Background Conventional treatments have limited effectiveness in patients with advanced, recurrent, or metastatic osteosarcoma. Gene therapy offers a promising therapeutic option for osteosarcoma. However, the clinical application of current gene-editing tools (e.g. CRISPR-Cas9) is limited by their large size and high immunogenicity. The newly discovered OMEGA-TnpB system, with its compact size (~ 400 aa), shows great potential for tumor gene editing.Objective To develop efficient and compact gene-editing tools by engineering the OMEGA-TnpB system, and validate their potential for osteosarcoma gene therapy.Methods Through rational design, TnpB mutants were obtained.

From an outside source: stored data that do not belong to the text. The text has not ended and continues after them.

impl<F: FileLike> FileStream<F> {
	/// Wrap an already opened writable stream
	pub fn new(inner: F) -> Self {
		Self {
			inner,
			read_only: false,
		}
	}

	/// Wrap an already opened stream, blocking writes through the editor
	pub fn new_read_only(inner: F) -> Self {
		Self {
			inner,
			read_only: true,
		}
	}

	/// Consume the stream, returning the wrapped object
	pub fn into_inner(self) -> F {
		self.inner
	}

	/// Whether the stream was opened read-only
	pub fn is_read_only(&self) -> bool {
		self.read_only
	}

	/// The current length of the stream in bytes
	///
	/// # Errors
	///
	/// * Failure to query the underlying object
	pub fn len(&self) -> Result<u64> {
		Length::len(&self.inner).map_err(Into::into)
	}

	/// Move the cursor
	///
	/// # Errors
	///
	/// * [`std::io::Error`]
	pub fn seek(&mut self, pos: SeekFrom) -> Result<u64> {
		Ok(self.inner.seek(pos)?)
	}

	/// The current cursor position
	///
	/// # Errors
	///
	/// * [`std::io::Error`]
	pub fn stream_position(&mut self) -> Result<u64> {
		Ok(self.inner.stream_position()?)
	}

	/// Read up to `len` bytes at the cursor
	///
	/// The returned block is only shorter than `len` when EOF is reached.
	///
	/// # Errors
	///
	/// * `len` exceeds the allocation limit
	/// * [`std::io::Error`]
	pub fn read_block(&mut self, len: usize) -> Result<ByteVector> {
		if len == 0 {
			return Ok(ByteVector::new());
		}

		let mut buf = try_vec![0; len];

		let mut filled = 0;
		loop {
			let n = self.inner.read(&mut buf[filled..])?;
			if n == 0 {
				break;
			}

			filled += n;
			if filled == buf.len() {
				break;
			}
		}

		buf.truncate(filled);
		Ok(ByteVector::from(buf))
	}

	/// Overwrite bytes at the cursor, extending the stream if needed
	///
	/// # Errors
	///
	/// * The stream is read-only
	/// * [`std::io::Error`]
	pub fn write_block(&mut self, data: &[u8]) -> Result<()> {
		if self.read_only {
			err!(NotWritable);
		}

		Ok(self.inner.write_all(data)?)
	}

	/// Search forward for `pattern` starting at `from`
	///
	/// The file is scanned in [`BUFFER_SIZE`] chunks, so arbitrarily large files
	/// are searched without loading them whole. When `before` is given, the
	/// search stops unsuccessfully if that pattern occurs first.
	///
	/// The cursor position is restored afterwards.
	///
	/// # Errors
	///
	/// * `pattern` is empty or longer than [`BUFFER_SIZE`]
	/// * [`std::io::Error`]
	pub fn find(
		&mut self,
		pattern: &[u8],
		from: u64,
		before: Option<&[u8]>,
	) -> Result<Option<u64>> {
		if pattern.is_empty() || pattern.len() > BUFFER_SIZE {
			err!(TooMuchData);
		}

		if let Some(before) = before {
			if before.is_empty() || before.len() > BUFFER_SIZE {
				err!(TooMuchData);
			}
		}

		let original_position = self.stream_position()?;
		self.seek(SeekFrom::Start(from))?;

		// A match may straddle a chunk boundary, so the tail of each window is
		// carried into the next
		let carry_len = before
			.map_or(pattern.len(), |b| b.len().max(pattern.len()))
			.saturating_sub(1);

		let mut window = ByteVector::new();
		let mut window_start = from;
		let mut result = None;

		loop {
			let block = self.read_block(BUFFER_SIZE)?;
			if block.is_empty() {
				break;
			}

			window.append(&block);

			let hit = window.find(pattern, 0);
			let stop = before.and_then(|b| window.find(b, 0));

			match (hit, stop) {
				(Some(h), Some(s)) if s < h => break,
				(Some(h), _) => {
					result = Some(window_start + h as u64);
					break;
				},
				(None, Some(s)) if s + carry_len < window.len() => break,
				_ => {},
			}

			let keep_from = window.len().saturating_sub(carry_len);
			window_start += keep_from as u64;
			window = window.mid(keep_from, carry_len);
		}

		self.seek(SeekFrom::Start(original_position))?;
		Ok(result)
	}

	/// Search backward for `pattern`, starting at `from` (or the end of the stream)
	///
	/// Returns the offset of the pattern's first byte. Like [`FileStream::find`],
	/// the scan is chunked and the cursor position is restored.
	///
	/// # Errors
	///
	/// * `pattern` is empty or longer than [`BUFFER_SIZE`]
	/// * [`std::io::Error`]
	pub fn rfind(&mut self, pattern: &[u8], from: Option<u64>) -> Result<Option<u64>> {
		if pattern.is_empty() || pattern.len() > BUFFER_SIZE {
			err!(TooMuchData);
		}

		let original_position = self.stream_position()?;
		let file_len = self.len()?;

		// A match starting at `from` may extend `pattern.len()` bytes past it
		let mut read_end = match from {
			Some(from) => file_len.min(from.saturating_add(pattern.len() as u64)),
			None => file_len,
		};

		let mut carry = ByteVector::new();
		let mut result = None;

		while read_end > 0 {
			let chunk = read_end.min(BUFFER_SIZE as u64);
			let read_start = read_end - chunk;

			self.seek(SeekFrom::Start(read_start))?;
			let mut window = self.read_block(chunk as usize)?;
			window.append(&carry);

			if let Some(pos) = window.rfind(pattern, None) {
				result = Some(read_start + pos as u64);
				break;
			}

			carry = window.mid(0, pattern.len() - 1);
			read_end = read_start;
		}

		self.seek(SeekFrom::Start(original_position))?;
		Ok(result)
	}

	/// Replace `replace` bytes at `start` with `data`, resizing the file as needed
	///
	/// Equal lengths degenerate to a plain overwrite. When `data` is shorter, the
	/// surplus is removed with [`FileStream::remove_block`]. When `data` is
	/// longer, the trailing region is first relocated toward the new end of the
	/// file in [`BUFFER_SIZE`] chunks, working backward from EOF so that no byte
	/// is overwritten before it has been moved.
	///
	/// # Errors
	///
	/// * The stream is read-only
	/// * `start + replace` is out of bounds
	/// * [`std::io::Error`]
	pub fn insert(&mut self, data: &[u8], start: u64, replace: u64) -> Result<()> {
		if self.read_only {
			err!(NotWritable);
		}

		let old_len = self.len()?;
		let Some(tail_len) = old_len.checked_sub(start + replace) else {
			err!(SizeMismatch);
		};

		let data_len = data.len() as u64;

		if data_len == replace {
			self.seek(SeekFrom::Start(start))?;
			return self.write_block(data);
		}

		if data_len < replace {
			self.seek(SeekFrom::Start(start))?;
			self.write_block(data)?;
			return self.remove_block(start + data_len, replace - data_len);
		}

		let shift = data_len - replace;

		let mut remaining = tail_len;
		while remaining > 0 {
			let chunk = remaining.min(BUFFER_SIZE as u64);
			let read_pos = start + replace + remaining - chunk;

			self.seek(SeekFrom::Start(read_pos))?;
			let block = self.read_block(chunk as usize)?;

			self.seek(SeekFrom::Start(read_pos + shift))?;
			self.write_block(&block)?;

			remaining -= chunk;
		}

		self.seek(SeekFrom::Start(start))?;
		self.write_block(data)
	}

	/// Remove `len` bytes at `start`, shifting the remainder of the file backward
	///
	/// The region past the removed range is pulled back through a fixed-size
	/// buffer, then the file is truncated.
	///
	/// # Errors
	///
	/// * The stream is read-only
	/// * [`std::io::Error`]
	pub fn remove_block(&mut self, start: u64, len: u64) -> Result<()> {
		if self.read_only {
			err!(NotWritable);
		}

		if len == 0 {
			return Ok(());
		}

		let mut read_pos = start + len;
		let mut write_pos = start;

		loop {
			self.seek(SeekFrom::Start(read_pos))?;
			let block = self.read_block(BUFFER_SIZE)?;
			if block.is_empty() {
				break;
			}

			read_pos += block.len() as u64;

			self.seek(SeekFrom::Start(write_pos))?;
			self.write_block(&block)?;
			write_pos += block.len() as u64;
		}

		self.inner.truncate(write_pos).map_err(Into::into)
	}
}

A single-strand annealing (SSA) reporter system was employed to screen mutants, and their editing efficiency was validated in HEK293T and osteosarcoma cell lines (143B). The optimized TnpB mutant (ISYmu1-L225K) was used to knock out the osteosarcoma gene MDM2. The effects on cell proliferation, apoptosis, migration, and invasion were assessed by RT-qPCR, flow cytometry, CCK-8, wound-healing assay, and Transwell assay.Results Several highactivity TnpB mutants were identified, among which ISYmu1-L225K exhibited significantly higher editing efficiency than enOsCas12f1 in both HEK293T (P<0.01) and 143B cells (P<0.01). In HEK293T cells, its efficiency at certain loci showed no significant difference compared to SpCas9. Knockout of MDM2 reduced osteosarcoma cell proliferation (P<0.01), increased apoptosis rates (P<0.01), and inhibited both migration (P<0.01) and invasion (P<0.05). Conclusion This study successfully develops the TnpB mutant ISYmu1-L225K, which exhibits enhanced gene editing efficiency in mammalian cells. ISYmu1-L225K suppresses the malignant behavior of osteosarcoma cells by targeting MDM2, providing a novel strategy for precision therapy in osteosarcoma.